The Grand Kadi said: “However, the Kwara State Sharia Court of Appeals was recently baffled and surprised that a state government agency allegedly attempted to force married Muslim women officials to drop their fathers’ names.”
To put it mildly, this is not only contrary to the commandments of the faith, but also violates their fundamental rights and is not supported by any known public law regulations. The government is urged to bring the affected facilities to order. Judge Abdulkadir also said the court also saw an increase in marriage license applications due to the increasing recognition of Muslim couples by foreign embassies.
The Grand Kadi commended the state government for supporting the court and providing some of its motions that will help ensure smooth adjudication, and called on the state government to consider other court claims to ensure justice. Regarding the Law Report, he said the previous annual report has been scaled up to a Law Report to capture and review the Court’s activities over the past several years to encourage renewed engagement and better and improved justice delivery. We are all aware that the impact of the COVI-19 pandemic and national industrial action initiated by the Judiciary Staff Union of Nigeria (JUSUN) have hampered court performance across the country over the past two years.

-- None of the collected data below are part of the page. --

use std::net::SocketAddr;

use axum::{routing::get, Router};
use tower_http::{cors::CorsLayer, trace::TraceLayer};

use crate::state::AppState;
use crate::{recipes, users};

pub fn build_app(state: AppState) -> Router {
    Router::new()
        .nest(
            "/api",
            Router::new()
                .merge(users::router())
                .merge(recipes::router())
                .route("/health", get(|| async { "ok" })),
        )
        .with_state(state)
        .layer(CorsLayer::permissive())
        .layer(
            TraceLayer::new_for_http()
                .make_span_with(|req: &axum::http::Request<_>| {
                    let method = req.method().clone();
                    let uri = req.uri().clone();
                    tracing::info_span!("http_request", %method, uri = %uri, status = tracing::field::Empty)
                })
                .on_response(
                    |res: &axum::http::Response<_>,
                     latency: std::time::Duration,
                     span: &tracing::Span| {
                        let status = res.status();
                        span.record("status", tracing::field::display(status));
                        if status.is_server_error() {
                            tracing::error!(%status, ?latency, "response");
                        } else {
                            tracing::info!(%status, ?latency, "response");
                        }
                    },
                ),
        )
}

pub async fn serve(app: Router, addr: &str) -> anyhow::Result<()> {
    let addr: SocketAddr = addr.parse()?;

    tracing::info!("listening on {}", addr);
    let listener = tokio::net::TcpListener::bind(addr).await?;
    axum::serve(listener, app).await?;
    Ok(())
}

#[cfg(test)]
mod tests {
    use super::*;
    use axum::{
        body::{to_bytes, Body},
        http::{header, Request, StatusCode},
        response::Response,
    };
    use serde_json::{json, Value};
    use tower::ServiceExt;

    async fn send(app: &Router, req: Request<Body>) -> Response {
        app.clone().oneshot(req).await.unwrap()
    }

    async fn body_json(res: Response) -> Value {
        let bytes = to_bytes(res.into_body(), usize::MAX).await.unwrap();
        serde_json::from_slice(&bytes).unwrap()
    }

    fn post_json(uri: &str, token: Option<&str>, body: Value) -> Request<Body> {
        let mut req = Request::post(uri).header(header::CONTENT_TYPE, "application/json");
        if let Some(t) = token {
            req = req.header(header::AUTHORIZATION, format!("Bearer {t}"));
        }
        req.body(Body::from(body.to_string())).unwrap()
    }

    fn get_authed(uri: &str, token: &str) -> Request<Body> {
        Request::get(uri)
            .header(header::AUTHORIZATION, format!("Bearer {token}"))
            .body(Body::empty())
            .unwrap()
    }

    async fn signup_and_login(app: &Router, email: &str, password: &str) -> String {
        let res = send(
            app,
            post_json(
                "/api/user/create",
                None,
                json!({ "email": email, "password": password, "name": "Tester test" }),
            ),
        )
        .await;
        assert_eq!(res.status(), StatusCode::CREATED);

        let res = send(
            app,
            post_json(
                "/api/user/token",
                None,
                json!({ "email": email, "password": password }),
            ),
        )
        .await;
        assert_eq!(res.status(), StatusCode::OK);
        body_json(res).await["token"].as_str().unwrap().to_string()
    }

    #[tokio::test]
    async fn health_is_public() {
        let app = build_app(AppState::fake());
        let res = send(&app, Request::get("/api/health").body(Body::empty()).unwrap()).await;
        assert_eq!(res.status(), StatusCode::OK);
    }

    #[tokio::test]
    async fn create_user_success_hides_password() {
        let state = AppState::fake();
        let app = build_app(state.clone());
        let res = send(
            &app,
            post_json(
                "/api/user/create",
                None,
                json!({ "email": "test@example.com", "password": "testpass123", "name": "Tester test" }),
            ),
        )
        .await;
        assert_eq!(res.status(), StatusCode::CREATED);
        let body = body_json(res).await;
        assert_eq!(body["email"], "test@example.com");
        assert!(body.get("password").is_none());
        assert!(body.get("password_hash").is_none());

        assert!(state
            .identity
            .authenticate("test@example.com", "testpass123")
            .await
            .is_ok());
    }

    #[tokio::test]
    async fn create_user_with_existing_email_fails() {
        let app = build_app(AppState::fake());
        let payload = json!({ "email": "test@example.com", "password": "testpass123" });
        let first = send(&app, post_json("/api/user/create", None, payload.clone())).await;
        assert_eq!(first.status(), StatusCode::CREATED);
        let second = send(&app, post_json("/api/user/create", None, payload)).await;
        assert_eq!(second.status(), StatusCode::BAD_REQUEST);
    }

    #[tokio::test]
    async fn overlong_name_is_a_client_error() {
        let app = build_app(AppState::fake());
        let res = send(
            &app,
            post_json(
                "/api/user/create",
                None,
                json!({ "email": "long@example.com", "password": "testpass123", "name": "x".repeat(300) }),
            ),
        )
        .await;
        assert_eq!(res.status(), StatusCode::BAD_REQUEST);

        let token = signup_and_login(&app, "named@example.com", "testpass123").await;
        let req = Request::patch("/api/user/me")
            .header(header::CONTENT_TYPE, "application/json")
            .header(header::AUTHORIZATION, format!("Bearer {token}"))
            .body(Body::from(json!({ "name": "x".repeat(300) }).to_string()))
            .unwrap();
        let res = send(&app, req).await;
        assert_eq!(res.status(), StatusCode::BAD_REQUEST);
        assert!(body_json(res).await["error"]
            .as_str()
            .unwrap()
            .contains("name"));
    }

    #[tokio::test]
    async fn create_user_with_short_password_fails() {
        let state = AppState::fake();
        let app = build_app(state.clone());
        let res = send(
            &app,
            post_json(
                "/api/user/create",
                None,
                json!({ "email": "test@example.com", "password": "123" }),
            ),
        )
        .await;
        assert_eq!(res.status(), StatusCode::BAD_REQUEST);
        assert!(state
            .identity
            .authenticate("test@example.com", "123")
            .await
            .is_err());
    }

    #[tokio::test]
    async fn token_with_bad_credentials_is_refused() {
        let app = build_app(AppState::fake());
        signup_and_login(&app, "user@example.com", "goodpass").await;

        let res = send(
            &app,
            post_json(
                "/api/user/token",
                None,
                json!({ "email": "user@example.com", "password": "badpass" }),
            ),
        )
        .await;
        assert_eq!(res.status(), StatusCode::UNAUTHORIZED);
        let body = body_json(res).await;
        assert!(body.get("token").is_none());
    }

    #[tokio::test]
    async fn profile_requires_auth_and_can_be_updated() {
        let app = build_app(AppState::fake());
        let res = send(&app, Request::get("/api/user/me").body(Body::empty()).unwrap()).await;
        assert_eq!(res.status(), StatusCode::UNAUTHORIZED);

        let token = signup_and_login(&app, "me@example.com", "pass123").await;
        let res = send(&app, get_authed("/api/user/me", &token)).await;
        assert_eq!(res.status(), StatusCode::OK);
        let body = body_json(res).await;
        assert_eq!(body["email"], "me@example.com");
        assert_eq!(body["name"], "Tester test");
        assert!(body.get("password").is_none());

        let req = Request::patch("/api/user/me")
            .header(header::AUTHORIZATION, format!("Bearer {token}"))
            .header(header::CONTENT_TYPE, "application/json")
            .body(Body::from(json!({ "name": "Updated", "password": "newpass123" }).to_string()))
            .unwrap();
        let res = send(&app, req).await;
        assert_eq!(res.status(), StatusCode::OK);
        assert_eq!(body_json(res).await["name"], "Updated");

        let res = send(
            &app,
            post_json(
                "/api/user/token",
                None,
                json!({ "email": "me@example.com", "password": "newpass123" }),
            ),
        )
        .await;
        assert_eq!(res.status(), StatusCode::OK);
    }

    #[tokio::test]
    async fn recipes_require_auth() {
        let app = build_app(AppState::fake());
        let res = send(
            &app,
            Request::get("/api/recipe/recipes").body(Body::empty()).unwrap(),
        )
        .await;
        assert_eq!(res.status(), StatusCode::UNAUTHORIZED);
    }

    #[tokio::test]
    async fn recipe_create_list_and_retrieve() {
        let app = build_app(AppState::fake());
        let token = signup_and_login(&app, "tester@example.com", "pass123").await;

        let res = send(
            &app,
            post_json(
                "/api/recipe/recipes",
                Some(&token),
                json!({ "title": "Creation test recipe", "time_minutes": 10, "price": "20.40" }),
            ),
        )
        .await;
        assert_eq!(res.status(), StatusCode::CREATED);
        let location = res.headers()[header::LOCATION].to_str().unwrap().to_string();
        let created = body_json(res).await;
        assert_eq!(created["title"], "Creation test recipe");
        assert_eq!(created["time_minutes"], 10);
        assert_eq!(created["price"], "20.40");
        let id = created["id"].as_i64().unwrap();
        assert_eq!(location, format!("/api/recipe/recipes/{id}"));

        send(
            &app,
            post_json(
                "/api/recipe/recipes",
                Some(&token),
                json!({ "title": "Second test recipe", "time_minutes": 5, "price": 3.5 }),
            ),
        )
        .await;

        let res = send(&app, get_authed("/api/recipe/recipes", &token)).await;
        assert_eq!(res.status(), StatusCode::OK);
        let list = body_json(res).await;
        let titles: Vec<&str> = list
            .as_array()
            .unwrap()
            .iter()
            .map(|r| r["title"].as_str().unwrap())
            .collect();
        assert_eq!(titles, vec!["Second test recipe", "Creation test recipe"]);
        assert!(list[0].get("description").is_none());

        let res = send(&app, get_authed("/api/recipe/recipes?order=asc", &token)).await;
        let list = body_json(res).await;
        assert_eq!(list[0]["title"], "Creation test recipe");

        let res = send(&app, get_authed(&location, &token)).await;
        assert_eq!(res.status(), StatusCode::OK);
        let detail = body_json(res).await;
        assert_eq!(detail["id"], id);
        assert_eq!(detail["description"], "");
    }

    #[tokio::test]
    async fn recipes_of_other_users_are_invisible() {
        let app = build_app(AppState::fake());
        let owner = signup_and_login(&app, "owner@example.com", "pass123").await;
        let other = signup_and_login(&app, "new_user@example.com", "pass123").await;

        let res = send(
            &app,
            post_json(
                "/api/recipe/recipes",
                Some(&owner),
                json!({ "title": "Private", "time_minutes": 10, "price": "20.10" }),
            ),
        )
        .await;
        let id = body_json(res).await["id"].as_i64().unwrap();

        let res = send(&app, get_authed("/api/recipe/recipes", &other)).await;
        assert_eq!(body_json(res).await, json!([]));

        let uri = format!("/api/recipe/recipes/{id}");
        let res = send(&app, get_authed(&uri, &other)).await;
        assert_eq!(res.status(), StatusCode::NOT_FOUND);

        let req = Request::delete(&uri)
            .header(header::AUTHORIZATION, format!("Bearer {other}"))
            .body(Body::empty())
            .unwrap();
        assert_eq!(send(&app, req).await.status(), StatusCode::NOT_FOUND);

        let req = Request::delete(&uri)
            .header(header::AUTHORIZATION, format!("Bearer {owner}"))
            .body(Body::empty())
            .unwrap();
        assert_eq!(send(&app, req).await.status(), StatusCode::NO_CONTENT);
    }

    #[tokio::test]
    async fn recipe_payload_cannot_choose_owner() {
        let app = build_app(AppState::fake());
        let token = signup_and_login(&app, "a@example.com", "pass123").await;
        let res = send(
            &app,
            post_json(
                "/api/recipe/recipes",
                Some(&token),
                json!({ "title": "Sneaky", "time_minutes": 1, "price": "1.00", "user_id": 99 }),
            ),
        )
        .await;
        assert_eq!(res.status(), StatusCode::BAD_REQUEST);
    }

    #[tokio::test]
    async fn admin_listing_is_staff_only() {
        let state = AppState::fake();
        let app = build_app(state.clone());
        state
            .identity
            .create_superuser("admin@example.com", "pass123")
            .await
            .unwrap();
        let user_token = signup_and_login(&app, "user@example.com", "pass234").await;

        let res = send(&app, get_authed("/api/admin/users", &user_token)).await;
        assert_eq!(res.status(), StatusCode::FORBIDDEN);

        let res = send(
            &app,
            post_json(
                "/api/user/token",
                None,
                json!({ "email": "admin@example.com", "password": "pass123" }),
            ),
        )
        .await;
        let admin_token = body_json(res).await["token"].as_str().unwrap().to_string();

        let res = send(&app, get_authed("/api/admin/users", &admin_token)).await;
        assert_eq!(res.status(), StatusCode::OK);
        let users = body_json(res).await;
        assert_eq!(users[0]["email"], "admin@example.com");
        assert_eq!(users[0]["role"], "superuser");
        assert_eq!(users[1]["email"], "user@example.com");
        assert_eq!(users[1]["name"], "Tester test");
    }
}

Notwithstanding this, our register regarding our jurisdiction shows that 58 matters from 2019 were brought forward to 2020, while 45 motions and appeals were filed within the year under review. A total of 60 cases were settled, leaving 43 cases pending at various stages.” Responding to a request for help in distributing the property of the deceased Muslims under Sharia law, Judge Abdulkadir said the court, under the Islamic law body, received about 300 applications received and processed. He added: “In the area of non-judicial jurisdiction of the court, about 300 requests for comfort letters and assistance in distributing the estate of deceased Muslims were received and processed during the year covered by this report. This non-judicial jurisdiction of the Sharia Court of Appeal is exercised in accordance with the body of Islamic law, particularly the Maliki School of Thought, which administers the administration of the estate of Muslims after the death of an individual experienced scholar, institution or competent judge. . Said body of Islamic law is legally and constitutionally applicable before the Sharia Court of Appeal.